How to approximate numerically the gradient of the function on a triangular mesh
EDIT: We found a new in my opinion more elegant solution, see this answer.
Another way is first computing the gradient on each triangle: $\nabla f|_T = [a,b]$ where
$$\begin{bmatrix} x_1 & y_1 & 1 \\ x_2 & y_2 & 1 \\ x_3 & y_3 & 1 \end{bmatrix} \begin{bmatrix} a \\ b \\ c \end{bmatrix} = \begin{bmatrix} f(x_1,y_1) \\ f(x_2,y_2)\\ f(x_3,y_3) \end{bmatrix}$$
(we are fitting a plane $p(x,y) = ax+by+c$ on each triangle).
To compute the gradient at each node we just have to use a weighted average of all triangles that contain that node. We can do that by using the angle $\alpha_{n,T}$ of each triangle $T$ at our node $n$.

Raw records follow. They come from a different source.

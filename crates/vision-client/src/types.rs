//! Wire types of the image annotation REST API.
//!
//! Requests reference an image already stored in a bucket and list the
//! capabilities to run. Each per-image response is decoded into an
//! [`AnnotationResult`], which is either the annotations or the error status
//! the service reported for that image.

use std::fmt;

use serde::{Deserialize, Serialize};

/// Capabilities the handler asks the annotation service for.
#[derive(Debug, Clone, Copy, PartialEq, Eq, Serialize, Deserialize)]
#[serde(rename_all = "SCREAMING_SNAKE_CASE")]
pub enum FeatureType {
    LabelDetection,
    ImageProperties,
    SafeSearchDetection,
}

#[derive(Debug, Clone, PartialEq, Eq, Serialize, Deserialize)]
pub struct Feature {
    #[serde(rename = "type")]
    pub kind: FeatureType,
}

#[derive(Debug, Clone, PartialEq, Eq, Serialize, Deserialize)]
#[serde(rename_all = "camelCase")]
pub struct ImageSource {
    pub image_uri: String,
}

#[derive(Debug, Clone, PartialEq, Eq, Serialize, Deserialize)]
pub struct Image {
    pub source: ImageSource,
}

/// A single-image annotation request.
#[derive(Debug, Clone, PartialEq, Eq, Serialize, Deserialize)]
pub struct AnnotateImageRequest {
    pub image: Image,
    pub features: Vec<Feature>,
}

impl AnnotateImageRequest {
    /// Builds a request for the image at `uri` asking for labels, image
    /// properties and safe-search classification.
    pub fn for_uri(uri: impl Into<String>) -> Self {
        Self {
            image: Image {
                source: ImageSource {
                    image_uri: uri.into(),
                },
            },
            features: [
                FeatureType::LabelDetection,
                FeatureType::ImageProperties,
                FeatureType::SafeSearchDetection,
            ]
            .into_iter()
            .map(|kind| Feature { kind })
            .collect(),
        }
    }

    pub fn image_uri(&self) -> &str {
        &self.image.source.image_uri
    }
}

/// Ordinal likelihood scale used by safe-search classification.
#[derive(Debug, Clone, Copy, PartialEq, Eq, PartialOrd, Ord, Hash, Serialize, Deserialize)]
#[serde(rename_all = "SCREAMING_SNAKE_CASE")]
pub enum Likelihood {
    Unknown,
    VeryUnlikely,
    Unlikely,
    Possible,
    Likely,
    VeryLikely,
}

impl Likelihood {
    pub fn as_str(&self) -> &'static str {
        match self {
            Likelihood::Unknown => "UNKNOWN",
            Likelihood::VeryUnlikely => "VERY_UNLIKELY",
            Likelihood::Unlikely => "UNLIKELY",
            Likelihood::Possible => "POSSIBLE",
            Likelihood::Likely => "LIKELY",
            Likelihood::VeryLikely => "VERY_LIKELY",
        }
    }

    /// `true` for `LIKELY` and `VERY_LIKELY`.
    pub fn is_likely(self) -> bool {
        self >= Likelihood::Likely
    }
}

impl fmt::Display for Likelihood {
    fn fmt(&self, f: &mut fmt::Formatter<'_>) -> fmt::Result {
        f.write_str(self.as_str())
    }
}

#[derive(Debug, Clone, PartialEq, Serialize, Deserialize)]
pub struct EntityAnnotation {
    #[serde(default)]
    pub description: String,
    #[serde(default)]
    pub score: f32,
}

/// Color channels as sent by the service. Channels equal to zero are
/// omitted on the wire.
#[derive(Debug, Default, Clone, Copy, PartialEq, Serialize, Deserialize)]
pub struct Color {
    #[serde(default, skip_serializing_if = "Option::is_none")]
    pub red: Option<f32>,
    #[serde(default, skip_serializing_if = "Option::is_none")]
    pub green: Option<f32>,
    #[serde(default, skip_serializing_if = "Option::is_none")]
    pub blue: Option<f32>,
}

impl Color {
    pub fn rgb(red: u8, green: u8, blue: u8) -> Self {
        Self {
            red: Some(f32::from(red)),
            green: Some(f32::from(green)),
            blue: Some(f32::from(blue)),
        }
    }

    /// Integer channels, absent ones read as zero. Fractional values are
    /// truncated and out-of-range values saturate.
    pub fn channels(&self) -> (u8, u8, u8) {
        let channel = |value: Option<f32>| value.unwrap_or(0.0) as u8;
        (channel(self.red), channel(self.green), channel(self.blue))
    }
}

#[derive(Debug, Clone, PartialEq, Serialize, Deserialize)]
pub struct ColorInfo {
    #[serde(default)]
    pub color: Color,
    #[serde(default)]
    pub score: f32,
}

#[derive(Debug, Default, Clone, PartialEq, Serialize, Deserialize)]
pub struct DominantColors {
    #[serde(default)]
    pub colors: Vec<ColorInfo>,
}

#[derive(Debug, Default, Clone, PartialEq, Serialize, Deserialize)]
#[serde(rename_all = "camelCase")]
pub struct ImageProperties {
    #[serde(default)]
    pub dominant_colors: DominantColors,
}

/// Safe-search verdict per category. Categories the service did not report
/// stay `None`.
#[derive(Debug, Default, Clone, PartialEq, Eq, Serialize, Deserialize)]
pub struct SafeSearchAnnotation {
    #[serde(default, skip_serializing_if = "Option::is_none")]
    pub adult: Option<Likelihood>,
    #[serde(default, skip_serializing_if = "Option::is_none")]
    pub spoof: Option<Likelihood>,
    #[serde(default, skip_serializing_if = "Option::is_none")]
    pub medical: Option<Likelihood>,
    #[serde(default, skip_serializing_if = "Option::is_none")]
    pub violence: Option<Likelihood>,
    #[serde(default, skip_serializing_if = "Option::is_none")]
    pub racy: Option<Likelihood>,
}

impl SafeSearchAnnotation {
    /// Reported categories in the order adult, spoof, medical, violence, racy.
    pub fn categories(&self) -> Vec<(&'static str, Likelihood)> {
        [
            ("adult", self.adult),
            ("spoof", self.spoof),
            ("medical", self.medical),
            ("violence", self.violence),
            ("racy", self.racy),
        ]
        .into_iter()
        .filter_map(|(name, value)| value.map(|likelihood| (name, likelihood)))
        .collect()
    }
}

/// Error status reported for a single image.
#[derive(Debug, Default, Clone, PartialEq, Eq, Serialize, Deserialize)]
pub struct Status {
    #[serde(default)]
    pub code: i32,
    #[serde(default)]
    pub message: String,
}

/// Successful annotation payload.
#[derive(Debug, Default, Clone, PartialEq, Serialize, Deserialize)]
#[serde(rename_all = "camelCase")]
pub struct Annotations {
    #[serde(default)]
    pub label_annotations: Vec<EntityAnnotation>,
    #[serde(default, skip_serializing_if = "Option::is_none")]
    pub image_properties_annotation: Option<ImageProperties>,
    #[serde(default, skip_serializing_if = "Option::is_none")]
    pub safe_search_annotation: Option<SafeSearchAnnotation>,
}

impl Annotations {
    pub fn dominant_colors(&self) -> &[ColorInfo] {
        self.image_properties_annotation
            .as_ref()
            .map(|props| props.dominant_colors.colors.as_slice())
            .unwrap_or(&[])
    }
}

/// Outcome of annotating one image. An `error` member on the wire wins over
/// any annotations sent alongside it.
#[derive(Debug, Clone, PartialEq, Serialize, Deserialize)]
#[serde(from = "RawAnnotateImageResponse", into = "RawAnnotateImageResponse")]
pub enum AnnotationResult {
    Success(Annotations),
    Error(Status),
}

#[derive(Debug, Clone, Serialize, Deserialize)]
struct RawAnnotateImageResponse {
    #[serde(default, skip_serializing_if = "Option::is_none")]
    error: Option<Status>,
    #[serde(flatten)]
    annotations: Annotations,
}

impl From<RawAnnotateImageResponse> for AnnotationResult {
    fn from(raw: RawAnnotateImageResponse) -> Self {
        match raw.error {
            Some(status) => AnnotationResult::Error(status),
            None => AnnotationResult::Success(raw.annotations),
        }
    }
}

impl From<AnnotationResult> for RawAnnotateImageResponse {
    fn from(result: AnnotationResult) -> Self {
        match result {
            AnnotationResult::Success(annotations) => Self {
                error: None,
                annotations,
            },
            AnnotationResult::Error(status) => Self {
                error: Some(status),
                annotations: Annotations::default(),
            },
        }
    }
}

$$\nabla f_{n} = \frac{1}{2\pi} \sum_{T \in N} \alpha_{n,T}\nabla f|_T$$
Alternatively you can weigh each $\nabla f|_T$ by the area of the corresponding triangle (and normalize via the total area of the surrounding triangles). This has the advantage that we can also reuse the weights. Both methods do have the disadvantage that you also need to know all elements the given node is contained in, not only the edges.
Another method that just uses knowledge about the edges is fitting $p(x,y) = ax+by+c$ (via least squares) to all points that have edges to our node. This again is not very suitable for non-regular meshes.
The key thing you need to do is search "discrete differential geometry", which is essentially all about topics like this.
A quick-and-dirty answer that works pretty well for well-behaved meshes (i.e., ones where the valence of each vertex is pretty near 6, rather than being, say, 14...) and where triangles are more or less equilateral (no angles less than about 20 degrees, say), is this:
$$ \nabla f (v) = \sum_{u\in N(v)} \left( f(u) - f(v) \right), $$ where $N(v)$ is the set of vertices that are adjacent to $v$ (i.e. vertices $u$ with the property that $uv$ is an edge of the mesh).
This will be a somewhat "brute force" approach. The error in this approximation will scale as $\mathcal{O}(h)$ where $h$ is the mesh size.
Take a point $(x_0, y_0)$ with $i$ neighbors. We can compute derivatives in the direction of neighbors by:
$$\vec{f_i'} \approx \frac{f(x_0, y_0) - f(x_i, y_i)}{r_i} \begin{bmatrix} (x_0 - x_i)/r_i \\ (y_0 - y_i)/r_i \end{bmatrix}$$
where $r$ the distance is given by $\sqrt{(x_0 - x_i)^2 + (y_0 -y_i)^2}$.
From here: you have $i$ approximations for the gradient in the point. Take a weighted average of the the approximations (where weights are defined by the distance such that the closes points have the most influence)
$$\vec{f_{\text{final}}'} = \left(\sum_i \frac{1}{r_i}\right)^{-1} \left(\sum_i \frac{\vec{f_i'}}{r_i}\right)$$